Wie stark dieser Rutsch ausfiel, zeigt ein Blick zurück. Ende Januar erreichte die Aktie kurz nach dem Debüt an der Euronext Amsterdam ein Hoch von 36,05 Euro. Bis Ende Juni fiel sie auf ein Tief von 12,20 Euro. Trotz der jüngsten Erholung liegt der aktuelle Kurs damit noch immer gut 55 Prozent unter dem Januar-Höchststand.
Chartbild hellt sich auf
Technisch betrachtet hat sich das Bild spürbar verbessert. Die Aktie notiert nun rund 6 Prozent über ihrem 50-Tage-Durchschnitt von 15,16 Euro. Zum 100-Tage-Durchschnitt von 19,45 Euro bleibt allerdings weiterhin deutlich Luft nach oben.
Der Relative-Stärke-Index steht bei 63,1 Punkten. Das deutet auf zunehmende Kaufdynamik hin, ohne bereits in überkaufte Zonen vorzustoßen. Die annualisierte Volatilität von knapp 60 Prozent zeigt aber: Ruhig war der Handel seit dem Listing nie.
Auch in Anlegerforen schlägt die Stimmung ins Positive um. Nutzerumfragen auf deutschen Handelsplattformen zeigen praktisch einhellige Erwartungen auf steigende Kurse, das allgemeine Stimmungsbild wird als leicht positiv eingestuft.

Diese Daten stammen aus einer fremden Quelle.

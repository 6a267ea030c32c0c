//! Logger facade with per-input result collection.
use std::sync::Mutex;
use std::time::Instant;

use crate::stamp::StampChange;

/// Outcome of one processed input, kept for the run summary.
#[derive(Debug, Clone, PartialEq, Eq)]
pub struct InputEntry {
    /// Input path as displayed.
    pub name: String,
    /// What happened to the input.
    pub change: StampChange,
}

/// Structured logger that forwards to [`tracing`] and remembers what happened
/// to every input so a summary can be logged at the end of the run.
#[derive(Debug)]
pub struct Logger {
    inputs: Mutex<Vec<InputEntry>>,
    start: Instant,
}

impl Default for Logger {
    fn default() -> Self {
        Self::new()
    }
}

impl Logger {
    /// Create a new logger; the run clock starts now.
    #[must_use]
    pub fn new() -> Self {
        Self {
            inputs: Mutex::new(Vec::new()),
            start: Instant::now(),
        }
    }
}

#[allow(clippy::unused_self)]
impl Logger {
    /// Log an error message.
    pub fn error(&self, msg: &str) {
        tracing::error!("{msg}");
    }

    /// Log a warning message.
    pub fn warn(&self, msg: &str) {
        tracing::warn!("{msg}");
    }

    /// Log a stage header (major section).
    pub fn stage(&self, msg: &str) {
        tracing::info!(target: "update_dependent::stage", "{msg}");
    }

    /// Log an informational message.
    pub fn info(&self, msg: &str) {
        tracing::info!("{msg}");
    }

    /// Log a debug message.
    pub fn debug(&self, msg: &str) {
        tracing::debug!("{msg}");
    }
}

impl Logger {
    /// Record what happened to an input.
    pub fn record_input(&self, name: &str, change: StampChange) {
        if let Ok(mut guard) = self.inputs.lock() {
            guard.push(InputEntry {
                name: name.to_string(),
                change,
            });
        }
    }

    /// A copy of every recorded input, in processing order.
    #[must_use]
    pub fn inputs(&self) -> Vec<InputEntry> {
        self.inputs.lock().map_or_else(|_| Vec::new(), |g| g.clone())
    }

    /// Number of recorded inputs that were touched.
    #[must_use]
    pub fn touched_count(&self) -> usize {
        self.inputs.lock().map_or(0, |guard| {
            guard
                .iter()
                .filter(|e| e.change == StampChange::Touched)
                .count()
        })
    }

    /// Log the run summary at info level.
    pub fn print_summary(&self) {
        let total = self.inputs.lock().map_or(0, |g| g.len());
        if total == 0 {
            return;
        }
        self.stage("Summary");
        self.info(&format!(
            "{total} inputs checked, {} touched in {} ms",
            self.touched_count(),
            self.start.elapsed().as_millis()
        ));
    }
}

Quartalszahlen als nächster Prüfstein
Im Fokus der Anleger steht nun der nächste Quartalsbericht. Diskussionen in Investorenforen drehen sich zunehmend um die anstehenden Zahlen zum zweiten Quartal als möglichen kurzfristigen Kurstreiber. Hinzu kommt die Debatte über die im Branchenvergleich noch immer niedrigen Bewertungsmultiplikatoren des Unternehmens.
CSG ist längst mehr als ein reiner Munitionshersteller. Der Industriekonzern mit Sitz in Prag gliedert sein Geschäft in fünf Bereiche: Defence, Ammo+, Mobility, Aerospace und Business Projects. Diese Breite verschafft dem Unternehmen zusätzliche Stabilität, macht die Bewertung durch den Markt aber auch komplexer.
Wie belastbar der aktuelle Rebound ist, dürfte sich mit den kommenden Quartalszahlen zeigen. Das Management hat frühere Berichtstermine genutzt, um Wachstumsziele bei Munitions- und Fahrzeugproduktion zu bekräftigen. Ob das erneut gelingt, entscheidet mit darüber, ob CSG den Abstand zum 100-Tage-Durchschnitt weiter schließen kann.